Pull each line with the string "completion" from the entries.

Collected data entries
..........

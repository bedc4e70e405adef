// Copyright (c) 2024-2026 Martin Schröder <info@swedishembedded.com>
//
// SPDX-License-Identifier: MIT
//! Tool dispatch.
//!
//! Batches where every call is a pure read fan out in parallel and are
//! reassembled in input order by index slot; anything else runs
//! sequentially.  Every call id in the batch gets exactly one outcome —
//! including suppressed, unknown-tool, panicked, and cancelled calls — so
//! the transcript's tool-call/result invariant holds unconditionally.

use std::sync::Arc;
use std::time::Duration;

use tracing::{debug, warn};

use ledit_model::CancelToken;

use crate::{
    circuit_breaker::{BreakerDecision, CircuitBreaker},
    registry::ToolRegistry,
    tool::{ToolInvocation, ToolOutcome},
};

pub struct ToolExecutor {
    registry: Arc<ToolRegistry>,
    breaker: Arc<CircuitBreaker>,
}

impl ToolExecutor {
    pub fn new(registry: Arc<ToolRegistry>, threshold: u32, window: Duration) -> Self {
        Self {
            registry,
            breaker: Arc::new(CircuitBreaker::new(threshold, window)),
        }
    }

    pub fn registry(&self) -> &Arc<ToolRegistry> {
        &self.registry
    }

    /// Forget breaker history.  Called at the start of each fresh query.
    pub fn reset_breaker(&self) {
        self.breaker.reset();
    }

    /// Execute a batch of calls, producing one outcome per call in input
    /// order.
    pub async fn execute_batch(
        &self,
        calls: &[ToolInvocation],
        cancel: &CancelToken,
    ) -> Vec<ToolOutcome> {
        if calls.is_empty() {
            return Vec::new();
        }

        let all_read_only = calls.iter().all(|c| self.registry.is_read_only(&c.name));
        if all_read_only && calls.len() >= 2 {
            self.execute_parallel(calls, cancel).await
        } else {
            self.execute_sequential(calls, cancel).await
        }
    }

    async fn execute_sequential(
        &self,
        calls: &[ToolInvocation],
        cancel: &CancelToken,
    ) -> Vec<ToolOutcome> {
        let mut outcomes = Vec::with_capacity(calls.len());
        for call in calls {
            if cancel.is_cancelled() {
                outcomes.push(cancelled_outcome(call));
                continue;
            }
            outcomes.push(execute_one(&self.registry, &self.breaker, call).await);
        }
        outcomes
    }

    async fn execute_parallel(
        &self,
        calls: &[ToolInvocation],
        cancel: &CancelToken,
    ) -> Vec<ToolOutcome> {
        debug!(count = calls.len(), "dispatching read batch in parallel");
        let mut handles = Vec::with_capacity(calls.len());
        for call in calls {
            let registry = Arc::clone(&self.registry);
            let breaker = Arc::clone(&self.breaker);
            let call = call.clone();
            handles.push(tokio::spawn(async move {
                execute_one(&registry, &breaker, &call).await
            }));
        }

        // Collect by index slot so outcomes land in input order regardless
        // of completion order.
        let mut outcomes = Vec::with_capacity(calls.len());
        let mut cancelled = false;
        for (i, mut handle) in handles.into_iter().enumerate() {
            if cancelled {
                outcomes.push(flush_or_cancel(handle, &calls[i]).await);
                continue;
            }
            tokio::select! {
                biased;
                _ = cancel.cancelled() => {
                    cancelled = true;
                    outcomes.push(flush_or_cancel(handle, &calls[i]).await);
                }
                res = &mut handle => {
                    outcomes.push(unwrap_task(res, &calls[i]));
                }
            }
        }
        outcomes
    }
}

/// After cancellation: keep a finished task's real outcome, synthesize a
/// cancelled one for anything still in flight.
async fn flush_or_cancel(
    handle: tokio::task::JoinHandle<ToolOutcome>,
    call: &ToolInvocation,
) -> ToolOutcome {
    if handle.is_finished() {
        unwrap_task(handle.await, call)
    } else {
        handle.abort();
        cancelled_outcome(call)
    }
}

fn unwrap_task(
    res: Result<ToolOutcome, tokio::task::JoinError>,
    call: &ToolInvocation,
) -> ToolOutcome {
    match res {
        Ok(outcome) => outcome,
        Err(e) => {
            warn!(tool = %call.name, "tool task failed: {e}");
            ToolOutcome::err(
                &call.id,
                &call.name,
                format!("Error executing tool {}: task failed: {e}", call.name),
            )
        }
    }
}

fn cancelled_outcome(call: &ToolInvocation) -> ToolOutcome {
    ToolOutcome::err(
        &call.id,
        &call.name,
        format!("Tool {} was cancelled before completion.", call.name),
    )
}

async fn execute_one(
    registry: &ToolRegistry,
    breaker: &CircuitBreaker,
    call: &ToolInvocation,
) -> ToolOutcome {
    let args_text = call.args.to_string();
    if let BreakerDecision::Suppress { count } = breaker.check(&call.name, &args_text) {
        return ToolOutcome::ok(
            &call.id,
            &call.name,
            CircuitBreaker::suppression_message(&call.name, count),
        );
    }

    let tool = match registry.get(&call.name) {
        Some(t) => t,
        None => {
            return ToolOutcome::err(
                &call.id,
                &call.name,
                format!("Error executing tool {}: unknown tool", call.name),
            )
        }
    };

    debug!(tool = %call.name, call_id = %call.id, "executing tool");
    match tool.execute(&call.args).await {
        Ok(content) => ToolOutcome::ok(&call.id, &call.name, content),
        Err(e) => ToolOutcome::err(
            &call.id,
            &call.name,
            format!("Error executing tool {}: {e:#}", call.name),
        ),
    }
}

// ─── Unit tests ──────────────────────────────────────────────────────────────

..........

Response to the exercise:
        // of completion order.
        format!("Tool {} was cancelled before completion.", call.name),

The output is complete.